While last summer the government announced an ambitious $4 billion Lake Diefenbaker Irrigation Westside Expansion Project, this year Phase 1 of that project is allocated $18.9 million.
Some activities that have so-far skirted targeted taxation are under the microscope, under the term “tax fairness.” Vapour and heat-not-burn tobacco products will both be taxed. While people pumping gas in their vehicles pay provincial taxes on the fuel for road use, “This budget will introduce a road use fee for electric vehicles at the time of registration.”
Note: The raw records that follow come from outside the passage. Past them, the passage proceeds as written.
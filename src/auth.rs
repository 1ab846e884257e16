use axum::{
    extract::{FromRef, FromRequestParts},
    http::{header, request::Parts},
};
use axum_extra::extract::cookie::CookieJar;
use uuid::Uuid;

use crate::{
    error::AppError,
    models::User,
    repository::RepositoryState,
    tokens::{AccessClaims, TokenService},
};

/// AuthUser Extractor Result
///
/// The resolved identity of an authenticated request. Handlers receive it as an
/// explicit argument instead of reading state attached to the request.
///
/// `claims` is only present when the caller authenticated with a Bearer access token;
/// the refresh-cookie path yields the user id alone.
#[derive(Debug, Clone)]
pub struct AuthUser {
    pub id: Uuid,
    pub claims: Option<AccessClaims>,
}

/// AuthUser Extractor Implementation
///
/// Lookup order:
/// 1. `Authorization: Bearer <token>`, verified with the access secret.
/// 2. The refresh-token cookie, verified with the refresh secret.
///
/// Rejection: `Unauthorized` (401) when neither credential is present, `Forbidden`
/// (403) when the one presented does not verify. This step never touches the
/// database, so a rotated refresh cookie is only caught by `/api/users/refresh_token`.
impl<S> FromRequestParts<S> for AuthUser
where
    S: Send + Sync,
    TokenService: FromRef<S>,
{
    type Rejection = AppError;

    async fn from_request_parts(parts: &mut Parts, state: &S) -> Result<Self, Self::Rejection> {
        let tokens = TokenService::from_ref(state);

        let bearer = parts
            .headers
            .get(header::AUTHORIZATION)
            .and_then(|value| value.to_str().ok())
            .and_then(|value| value.strip_prefix("Bearer "))
            .map(str::trim)
            .filter(|token| !token.is_empty());

        if let Some(token) = bearer {
            return match tokens.verify_access(token) {
                Some(claims) => Ok(AuthUser {
                    id: claims.sub,
                    claims: Some(claims),
                }),
                None => Err(AppError::forbidden("Invalid token")),
            };
        }

        let jar = CookieJar::from_headers(&parts.headers);
        match tokens.refresh_cookie(&jar) {
            Some(token) => match tokens.verify_refresh(&token) {
                Some(claims) => Ok(AuthUser {
                    id: claims.sub,
                    claims: None,
                }),
                None => Err(AppError::forbidden("Invalid token")),
            },
            None => {
                tracing::debug!("request rejected: no credential");
                Err(AppError::unauthorized("No token provided"))
            }
        }
    }
}

/// AdminUser
///
/// Role gate. Runs `AuthUser` first, then loads the user record exactly once:
/// missing user is `NotFound` (404), any role other than `ADMIN` is `Forbidden` (403).
#[derive(Debug, Clone)]
pub struct AdminUser(pub User);

impl<S> FromRequestParts<S> for AdminUser
where
    S: Send + Sync,
    TokenService: FromRef<S>,
    RepositoryState: FromRef<S>,
{
    type Rejection = AppError;

    async fn from_request_parts(parts: &mut Parts, state: &S) -> Result<Self, Self::Rejection> {
        let auth = AuthUser::from_request_parts(parts, state).await?;
        let repo = RepositoryState::from_ref(state);

        let user = repo
            .find_user_by_id(auth.id)
            .await?
            .ok_or_else(|| AppError::not_found("User not found"))?;

        if !user.is_admin() {
            tracing::debug!(user_id = %user.id, "admin route rejected: role {}", user.role);
            return Err(AppError::forbidden("Admin role required"));
        }

        Ok(AdminUser(user))
    }
}
mod common;

use axum::{
    extract::FromRequestParts,
    http::{Request, StatusCode, header, request::Parts},
};
use blog_api::{
    AppError, AppState,
    auth::{AdminUser, AuthUser},
    models::{Role, User},
};
use common::{InMemoryRepository, test_state};
use std::sync::Arc;
use uuid::Uuid;

// --- Helper Functions ---

fn parts_with(headers: &[(header::HeaderName, String)]) -> Parts {
    let mut builder = Request::builder().uri("/api/posts");
    for (name, value) in headers {
        builder = builder.header(name, value);
    }
    let (parts, _) = builder.body(()).unwrap().into_parts();
    parts
}

fn bearer(token: &str) -> (header::HeaderName, String) {
    (header::AUTHORIZATION, format!("Bearer {}", token))
}

fn refresh_cookie(state: &AppState, token: &str) -> (header::HeaderName, String) {
    (
        header::COOKIE,
        format!("{}={}", state.tokens.cookie_name(), token),
    )
}

fn setup() -> (Arc<InMemoryRepository>, AppState, User, User) {
    let repo = Arc::new(InMemoryRepository::new());
    let reader = repo.seed_user("reader@example.com", Role::User);
    let admin = repo.seed_user("admin@example.com", Role::Admin);
    let state = test_state(repo.clone());
    (repo, state, reader, admin)
}

fn status_of(err: AppError) -> StatusCode {
    err.status()
}

// --- AuthUser ---

#[tokio::test]
async fn test_auth_user_from_bearer_token() {
    let (_, state, reader, _) = setup();
    let token = state.tokens.issue_access_token(&reader).unwrap();

    let mut parts = parts_with(&[bearer(&token)]);
    let auth = AuthUser::from_request_parts(&mut parts, &state).await.unwrap();

    assert_eq!(auth.id, reader.id);
    let claims = auth.claims.expect("bearer path attaches the decoded identity");
    assert_eq!(claims.username, reader.username);
    assert_eq!(claims.role, Role::User);
}

#[tokio::test]
async fn test_auth_user_from_refresh_cookie() {
    let (_, state, reader, _) = setup();
    let token = state.tokens.issue_refresh_token(reader.id).unwrap();

    let mut parts = parts_with(&[refresh_cookie(&state, &token)]);
    let auth = AuthUser::from_request_parts(&mut parts, &state).await.unwrap();

    assert_eq!(auth.id, reader.id);
    assert!(auth.claims.is_none(), "cookie path attaches the user id only");
}

#[tokio::test]
async fn test_bearer_wins_over_cookie() {
    let (_, state, reader, admin) = setup();
    let access = state.tokens.issue_access_token(&admin).unwrap();
    let refresh = state.tokens.issue_refresh_token(reader.id).unwrap();

    let mut parts = parts_with(&[bearer(&access), refresh_cookie(&state, &refresh)]);
    let auth = AuthUser::from_request_parts(&mut parts, &state).await.unwrap();

    assert_eq!(auth.id, admin.id);
}

#[tokio::test]
async fn test_missing_credentials_is_unauthorized() {
    let (_, state, _, _) = setup();
    let mut parts = parts_with(&[]);

    let err = AuthUser::from_request_parts(&mut parts, &state)
        .await
        .unwrap_err();
    assert_eq!(status_of(err), StatusCode::UNAUTHORIZED);
}

#[tokio::test]
async fn test_invalid_bearer_is_forbidden() {
    let (_, state, _, _) = setup();
    let mut parts = parts_with(&[bearer("definitely-not-a-jwt")]);

    let err = AuthUser::from_request_parts(&mut parts, &state)
        .await
        .unwrap_err();
    assert_eq!(status_of(err), StatusCode::FORBIDDEN);
}

#[tokio::test]
async fn test_refresh_token_in_bearer_slot_is_forbidden() {
    let (_, state, reader, _) = setup();
    let refresh = state.tokens.issue_refresh_token(reader.id).unwrap();
    let mut parts = parts_with(&[bearer(&refresh)]);

    let err = AuthUser::from_request_parts(&mut parts, &state)
        .await
        .unwrap_err();
    assert_eq!(status_of(err), StatusCode::FORBIDDEN);
}

#[tokio::test]
async fn test_access_token_in_cookie_slot_is_forbidden() {
    let (_, state, reader, _) = setup();
    let access = state.tokens.issue_access_token(&reader).unwrap();
    let mut parts = parts_with(&[refresh_cookie(&state, &access)]);

    let err = AuthUser::from_request_parts(&mut parts, &state)
        .await
        .unwrap_err();
    assert_eq!(status_of(err), StatusCode::FORBIDDEN);
}

#[tokio::test]
async fn test_auth_user_does_not_require_user_row() {
    let (_, state, _, _) = setup();
    // Token for a user the repository has never seen: still authenticated.
    let ghost = Uuid::new_v4();
    let token = state.tokens.issue_refresh_token(ghost).unwrap();
    let mut parts = parts_with(&[refresh_cookie(&state, &token)]);

    let auth = AuthUser::from_request_parts(&mut parts, &state).await.unwrap();
    assert_eq!(auth.id, ghost);
}

// --- AdminUser (role gate) ---

#[tokio::test]
async fn test_admin_gate_accepts_admin() {
    let (_, state, _, admin) = setup();
    let token = state.tokens.issue_access_token(&admin).unwrap();
    let mut parts = parts_with(&[bearer(&token)]);

    let AdminUser(user) = AdminUser::from_request_parts(&mut parts, &state).await.unwrap();
    assert_eq!(user.id, admin.id);
}

#[tokio::test]
async fn test_admin_gate_rejects_regular_user() {
    let (_, state, reader, _) = setup();
    let token = state.tokens.issue_access_token(&reader).unwrap();
    let mut parts = parts_with(&[bearer(&token)]);

    let err = AdminUser::from_request_parts(&mut parts, &state)
        .await
        .unwrap_err();
    assert_eq!(status_of(err), StatusCode::FORBIDDEN);
}

#[tokio::test]
async fn test_admin_gate_missing_user_is_not_found() {
    let (_, state, _, _) = setup();
    let token = state.tokens.issue_refresh_token(Uuid::new_v4()).unwrap();
    let mut parts = parts_with(&[refresh_cookie(&state, &token)]);

    let err = AdminUser::from_request_parts(&mut parts, &state)
        .await
        .unwrap_err();
    assert_eq!(status_of(err), StatusCode::NOT_FOUND);
}

#[tokio::test]
async fn test_admin_gate_without_token_is_unauthorized() {
    let (_, state, _, _) = setup();
    let mut parts = parts_with(&[]);

    let err = AdminUser::from_request_parts(&mut parts, &state)
        .await
        .unwrap_err();
    assert_eq!(status_of(err), StatusCode::UNAUTHORIZED);
}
Those electric vehicles will be charged $150 per year when they are registered, based on the equivalent of a gas vehicle using 10 litres per 100 kilometres, and 10,000 kilometres per year. There are only 403 electric vehicles registered in Saskatchewan, so the total amount is expected to be about $60,000.
Saskatchewan will open an additional four trade and investment offices abroad, in addition to four already in place.
The budget forecasts the average price of West Texas Intermediate oil to be $54.33 for 2021-22, an improvement from the 2020-21 forecast of $42.27. Oil production is budgeted to come in at 160 million barrels, an improvement from 154 million barrels forecast for last year. There will be $3.8 million in royalty relief for oil and gas producers to invest in methane reduction projects. There will also be a modernization and expansion of the High Water Cut Program to make wells more viable for producers.
Potash is budgeted to netback US$191 per tonne for KCL, and C$396 per tone for K2O. Potash sales are budgeted at 14.3 million tonnes, a slight improvement over last year and notably higher than the 12.7 million tonnes in 2019-20.
The Canadian dollar is budgeted at 79.12 U.S. cents.